Sakaria Johannes
The recent directive by the Ministry of Health and Social Services requiring government employees to seek treatment in public hospitals has generated considerable public debate. At the heart of the discussion lies a tension between equality and efficiency. Some civil servants argue that, as contributors to the state machinery and providers of essential services, they deserve priority or differentiated healthcare access. Others maintain that public institutions should serve all citizens equally, without hidden hierarchies. This policy can be meaningfully examined through the philosophical framework of Frantz Fanon, particularly his concept of the “zone of being” and the “zone of non-being”.
In The Wretched of the Earth, Fanon describes colonial society as divided into two spaces: the “zone of being”, occupied by those recognised as fully human and entitled to rights and dignity, and the “zone of non-being”, where the marginalised endure neglect and structural exclusion. Although Fanon wrote within a colonial racial context, his framework remains useful in analysing contemporary institutional inequalities. Access to quality healthcare often becomes a marker of who occupies a privileged space within society. If government employees previously accessed faster or better medical services, formally or informally, they may have occupied a functional “zone of being” within the healthcare system, while ordinary citizens facing long queues and medicine shortages remained in a “zone of non-being”. By directing government employees into the same public hospitals under the same conditions as everyone else, the state symbolically attempts to collapse this divide and affirm that all Namibians are equal before public services.

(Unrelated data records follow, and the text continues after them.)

//! Caller-side Clifford updates, written only against the public tableau
//! accessors the way an external circuit simulator would.

#![allow(dead_code)]

use clifford_tableau::tableau::Tableau;
use rand::Rng;

pub fn init_logging() {
    let _ = env_logger::builder().is_test(true).try_init();
}

// apply `f(x, z, r)` to the (x, z) entries of qubit `k` on every row
fn update_column<F>(tab: &mut Tableau, k: usize, mut f: F)
where F: FnMut(&mut bool, &mut bool, &mut bool)
{
    let mut xs = tab.xs().clone();
    let mut zs = tab.zs().clone();
    let mut rs = tab.rs().clone();
    for i in 0..2 * tab.num_qubits() {
        let (mut x, mut z, mut r) = (xs[(i, k)], zs[(i, k)], rs[i]);
        f(&mut x, &mut z, &mut r);
        xs[(i, k)] = x;
        zs[(i, k)] = z;
        rs[i] = r;
    }
    tab.set_xs(xs).unwrap();
    tab.set_zs(zs).unwrap();
    tab.set_rs(rs).unwrap();
}

pub fn h(tab: &mut Tableau, k: usize) {
    update_column(tab, k, |x, z, r| {
        *r ^= *x && *z;
        std::mem::swap(x, z);
    });
}

pub fn s(tab: &mut Tableau, k: usize) {
    update_column(tab, k, |x, z, r| {
        *r ^= *x && *z;
        *z ^= *x;
    });
}

// Pauli X as plain sign flips on every row with a Z-part on qubit `k`
pub fn x(tab: &mut Tableau, k: usize) {
    for i in 0..2 * tab.num_qubits() {
        if tab.zs()[(i, k)] { tab.flip_sign(i).unwrap(); }
    }
}

pub fn cnot(tab: &mut Tableau, a: usize, b: usize) {
    let mut xs = tab.xs().clone();
    let mut zs = tab.zs().clone();
    let mut rs = tab.rs().clone();
    for i in 0..2 * tab.num_qubits() {
        let (xa, za) = (xs[(i, a)], zs[(i, a)]);
        let (xb, zb) = (xs[(i, b)], zs[(i, b)]);
        rs[i] ^= xa && zb && (xb == za);
        xs[(i, b)] = xb ^ xa;
        zs[(i, a)] = za ^ zb;
    }
    tab.set_xs(xs).unwrap();
    tab.set_zs(zs).unwrap();
    tab.set_rs(rs).unwrap();
}

/// Apply `depth` random gates from {H, S, X, CNOT}.
pub fn random_clifford<R>(tab: &mut Tableau, depth: usize, rng: &mut R)
where R: Rng + ?Sized
{
    let n = tab.num_qubits();
    for _ in 0..depth {
        let a = rng.gen_range(0..n);
        match rng.gen_range(0..4) {
            0 => h(tab, a),
            1 => s(tab, a),
            2 => x(tab, a),
            _ if n > 1 => {
                let b = (a + rng.gen_range(1..n)) % n;
                cnot(tab, a, b);
            },
            _ => h(tab, a),
        }
    }
}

From an equality perspective, this initiative carries strong moral weight. When policymakers, teachers, nurses, police officers, and administrators rely on the same healthcare facilities as the broader public, they directly experience the strengths and weaknesses of the system. Shared experience can generate accountability. It may create political pressure to improve infrastructure, staffing levels, and medicine supply chains. In this sense, the policy could foster national solidarity and reinforce constitutional ideals of fairness. Through a Fanonian lens, it appears as an effort to dismantle internal hierarchies within a postcolonial state and to affirm the dignity of all citizens equally.
However, equality within a strained system does not automatically produce efficiency. Public hospitals already struggle with long lines, staff shortages, limited infrastructure, and slow service delivery. Integrating thousands of additional government employees into an already overburdened system may increase patient volumes without a corresponding increase in capacity. If no additional doctors, nurses, administrative systems, or medicine supplies accompany this directive, waiting times could grow longer. Civil servants may spend entire days in queues, which could disrupt operations in schools, ministries, and other public offices. Teachers absent from classrooms and administrators missing from their posts due to extended hospital visits could indirectly affect service delivery across the country. In attempting to create equality in healthcare access, the state may inadvertently shift inefficiencies into other sectors.

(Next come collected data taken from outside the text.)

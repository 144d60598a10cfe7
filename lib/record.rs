//! Canonical serialized form of a [`Tableau`].
//!
//! A record holds the qubit count and the three generator arrays in the field
//! order `n`, `rs`, `xs`, `zs`, with matrices stored row-major. The scratch
//! row is not part of a record. `Tableau` (de)serializes through this type, so
//! any `serde` format works.

use log::debug;
use nalgebra as na;
use serde::{ Deserialize, Serialize };
use crate::{
    error::{ TabResult, TableauError },
    tableau::Tableau,
};

/// Plain-data dump of a tableau's generator rows.
#[derive(Clone, Debug, PartialEq, Eq, Serialize, Deserialize)]
pub struct TableauRecord {
    pub n: usize,
    pub rs: Vec<bool>,
    pub xs: Vec<Vec<bool>>,
    pub zs: Vec<Vec<bool>>,
}

fn matrix_rows(m: &na::DMatrix<bool>) -> Vec<Vec<bool>> {
    m.row_iter()
        .map(|row| row.iter().copied().collect())
        .collect()
}

fn matrix_from_rows(
    field: &'static str,
    rows: &[Vec<bool>],
    nrows: usize,
    ncols: usize,
) -> TabResult<na::DMatrix<bool>>
{
    let mismatch = |found: Vec<usize>| TableauError::ShapeMismatch {
        field,
        expected: vec![nrows, ncols],
        found,
    };
    if rows.len() != nrows {
        let width = rows.first().map_or(0, Vec::len);
        return Err(mismatch(vec![rows.len(), width]));
    }
    if let Some(bad) = rows.iter().find(|row| row.len() != ncols) {
        return Err(mismatch(vec![nrows, bad.len()]));
    }
    Ok(na::DMatrix::from_fn(nrows, ncols, |i, j| rows[i][j]))
}

impl Tableau {
    /// Dump the generator rows to a [`TableauRecord`].
    pub fn to_record(&self) -> TableauRecord {
        TableauRecord {
            n: self.n,
            rs: self.rs.iter().copied().collect(),
            xs: matrix_rows(&self.xs),
            zs: matrix_rows(&self.zs),
        }
    }

    /// Rebuild a tableau from a [`TableauRecord`], checking every shape.
    ///
    /// All shapes are checked against `n` before anything is allocated, so a
    /// record claiming more qubits than its arrays hold fails cleanly.
    pub fn from_record(record: TableauRecord) -> TabResult<Self> {
        let n = record.n;
        if n == 0 { return Err(TableauError::NoQubits); }
        let rows = n.checked_mul(2)
            .filter(|rows| *rows == record.rs.len())
            .ok_or_else(|| TableauError::ShapeMismatch {
                field: "rs",
                expected: vec![n.saturating_mul(2)],
                found: vec![record.rs.len()],
            })?;
        let xs = matrix_from_rows("xs", &record.xs, rows, n)?;
        let zs = matrix_from_rows("zs", &record.zs, rows, n)?;
        let mut tab = Self::zero(n)?;
        tab.set_rs(na::DVector::from_vec(record.rs))?;
        tab.set_xs(xs)?;
        tab.set_zs(zs)?;
        debug!("rebuilt {}-qubit tableau from record", n);
        Ok(tab)
    }
}

impl From<&Tableau> for TableauRecord {
    fn from(tab: &Tableau) -> Self { tab.to_record() }
}

impl From<Tableau> for TableauRecord {
    fn from(tab: Tableau) -> Self { tab.to_record() }
}

impl TryFrom<TableauRecord> for Tableau {
    type Error = TableauError;

    fn try_from(record: TableauRecord) -> TabResult<Self> {
        Self::from_record(record)
    }
}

The issue of medicine availability presents another concern. If shortages stem from procurement delays, logistical inefficiencies, budget limitations, or weak distribution systems, increasing demand without reforming supply chains may exacerbate scarcity. More patients competing for limited stocks could result in faster depletion and increased frustration among all citizens. The policy itself does not directly address structural problems in pharmaceutical procurement or inventory management. Without systemic reform, equality of access may translate into equality of shortage rather than equality of quality.
This raises a deeper question: are we solving one problem while creating another? The initiative is commendable in its pursuit of equity. It challenges the perception that certain groups deserve superior treatment in public institutions and attempts to erase symbolic divisions reminiscent of Fanon’s “zone of being” and “zone of non-being”. Yet equality must be accompanied by capacity expansion. Without increased investment in healthcare infrastructure, human resources, digital systems, and supply chain management, the reform risks deepening frustration across society. True transformation requires both moral commitment and practical implementation.

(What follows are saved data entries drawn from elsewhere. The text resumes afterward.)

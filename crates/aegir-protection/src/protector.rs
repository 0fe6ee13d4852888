//! Purpose-scoped `protect`/`unprotect` capability.
//!
//! A protector is keyed by an ordered list of purpose labels. The labels
//! used to unprotect must match the labels used to protect exactly; any
//! divergence changes the derived key and authentication fails. This scopes
//! each ciphertext to one specific use.

use aes_gcm::aead::{Aead, KeyInit};
use aes_gcm::{Aes256Gcm, Nonce};
use rand::RngCore;
use sha2::{Digest, Sha256};

use crate::error::ProtectionError;

/// AES-GCM nonce length in bytes.
const NONCE_LEN: usize = 12;

/// Purpose-scoped authenticated encryption capability.
pub trait DataProtector: Send + Sync {
    /// Encrypt and authenticate `plaintext` under the given purpose chain.
    ///
    /// # Errors
    ///
    /// Returns [`ProtectionError::Crypto`] on encryption failure.
    fn protect(&self, purposes: &[&str], plaintext: &[u8]) -> Result<Vec<u8>, ProtectionError>;

    /// Reverse [`DataProtector::protect`]. Fails unless the purpose chain
    /// matches the one used at protection time.
    ///
    /// # Errors
    ///
    /// Returns [`ProtectionError::InvalidToken`] when the payload is
    /// malformed or fails authentication (including purpose mismatch).
    fn unprotect(&self, purposes: &[&str], ciphertext: &[u8]) -> Result<Vec<u8>, ProtectionError>;
}

/// AES-256-GCM protector with per-purpose-chain key derivation.
///
/// The working key is `SHA-256(root_key ‖ len(p1) ‖ p1 ‖ len(p2) ‖ p2 …)`,
/// so distinct purpose chains never share a key and label-boundary
/// ambiguity (`["ab","c"]` vs `["a","bc"]`) cannot collide.
pub struct AesGcmProtector {
    root_key: Vec<u8>,
}

impl AesGcmProtector {
    /// Create a protector from root key material.
    ///
    /// # Errors
    ///
    /// Returns [`ProtectionError::InvalidKey`] for an empty root key.
    pub fn new(root_key: impl Into<Vec<u8>>) -> Result<Self, ProtectionError> {
        let root_key = root_key.into();
        if root_key.is_empty() {
            return Err(ProtectionError::InvalidKey(
                "protection root key must not be empty".into(),
            ));
        }
        Ok(Self { root_key })
    }

    fn derive_key(&self, purposes: &[&str]) -> [u8; 32] {
        let mut hasher = Sha256::new();
        hasher.update(&self.root_key);
        for purpose in purposes {
            hasher.update((purpose.len() as u64).to_le_bytes());
            hasher.update(purpose.as_bytes());
        }
        hasher.finalize().into()
    }

    fn cipher(&self, purposes: &[&str]) -> Result<Aes256Gcm, ProtectionError> {
        let key = self.derive_key(purposes);
        Aes256Gcm::new_from_slice(&key)
            .map_err(|e| ProtectionError::Crypto(format!("cipher construction failed: {e}")))
    }
}

impl DataProtector for AesGcmProtector {
    fn protect(&self, purposes: &[&str], plaintext: &[u8]) -> Result<Vec<u8>, ProtectionError> {
        let cipher = self.cipher(purposes)?;

        let mut nonce_bytes = [0u8; NONCE_LEN];
        rand::thread_rng().fill_bytes(&mut nonce_bytes);
        let nonce = Nonce::from_slice(&nonce_bytes);

        let ciphertext = cipher
            .encrypt(nonce, plaintext)
            .map_err(|e| ProtectionError::Crypto(format!("encryption failed: {e}")))?;

        let mut out = Vec::with_capacity(NONCE_LEN + ciphertext.len());
        out.extend_from_slice(&nonce_bytes);
        out.extend_from_slice(&ciphertext);
        Ok(out)
    }

    fn unprotect(&self, purposes: &[&str], ciphertext: &[u8]) -> Result<Vec<u8>, ProtectionError> {
        if ciphertext.len() <= NONCE_LEN {
            return Err(ProtectionError::InvalidToken(
                "protected payload too short".into(),
            ));
        }
        let (nonce_bytes, body) = ciphertext.split_at(NONCE_LEN);
        let cipher = self.cipher(purposes)?;

        cipher
            .decrypt(Nonce::from_slice(nonce_bytes), body)
            .map_err(|_| {
                ProtectionError::InvalidToken("payload failed authentication".into())
            })
    }
}

impl std::fmt::Debug for AesGcmProtector {
    fn fmt(&self, f: &mut std::fmt::Formatter<'_>) -> std::fmt::Result {
        f.debug_struct("AesGcmProtector").finish_non_exhaustive()
    }
}

#[cfg(test)]
mod tests {
    use super::*;

    fn protector() -> AesGcmProtector {
        AesGcmProtector::new(b"root-key-material".to_vec()).unwrap()
    }

    #[test]
    fn test_empty_root_key_fails_fast() {
        assert!(matches!(
            AesGcmProtector::new(Vec::new()),
            Err(ProtectionError::InvalidKey(_))
        ));
    }

    #[test]
    fn test_protect_unprotect_round_trip() {
        let protector = protector();
        let purposes = ["aegir", "access", "reference"];

        let protected = protector.protect(&purposes, b"payload").unwrap();
        let recovered = protector.unprotect(&purposes, &protected).unwrap();

        assert_eq!(recovered, b"payload");
    }

    #[test]
    fn test_mismatched_purposes_fail() {
        let protector = protector();
        let protected = protector
            .protect(&["aegir", "access", "reference"], b"payload")
            .unwrap();

        let result = protector.unprotect(&["aegir", "refresh", "reference"], &protected);
        assert!(matches!(result, Err(ProtectionError::InvalidToken(_))));
    }

    #[test]
    fn test_purpose_boundaries_are_unambiguous() {
        let protector = protector();
        let protected = protector.protect(&["ab", "c"], b"payload").unwrap();

        // Same concatenated bytes, different chain: must not decrypt.
        let result = protector.unprotect(&["a", "bc"], &protected);
        assert!(matches!(result, Err(ProtectionError::InvalidToken(_))));
    }

    #[test]
    fn test_tampered_payload_fails() {
        let protector = protector();
        let purposes = ["aegir", "access", "reference"];
        let mut protected = protector.protect(&purposes, b"payload").unwrap();
        let last = protected.len() - 1;
        protected[last] ^= 0x01;

        let result = protector.unprotect(&purposes, &protected);
        assert!(matches!(result, Err(ProtectionError::InvalidToken(_))));
    }

    #[test]
    fn test_truncated_payload_is_invalid_not_panic() {
        let protector = protector();
        let result = protector.unprotect(&["aegir"], &[0u8; 5]);
        assert!(matches!(result, Err(ProtectionError::InvalidToken(_))));
    }

    #[test]
    fn test_nonce_varies_between_calls() {
        let protector = protector();
        let purposes = ["aegir"];
        let a = protector.protect(&purposes, b"payload").unwrap();
        let b = protector.protect(&purposes, b"payload").unwrap();
        assert_ne!(a, b);
    }
}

Ultimately, the directive represents a powerful statement about fairness and shared citizenship. It reinforces the idea that no Namibian should stand above another in accessing public healthcare. However, its success will depend not merely on who stands in the same lines but on whether those lines are shortened through meaningful reform. If equality is paired with investment and efficiency, the policy could strengthen both healthcare and national unity. If not, it may expose systemic weaknesses more sharply and amplify pressures across the public sector. The challenge, therefore, is not simply to merge zones but to improve the conditions within them.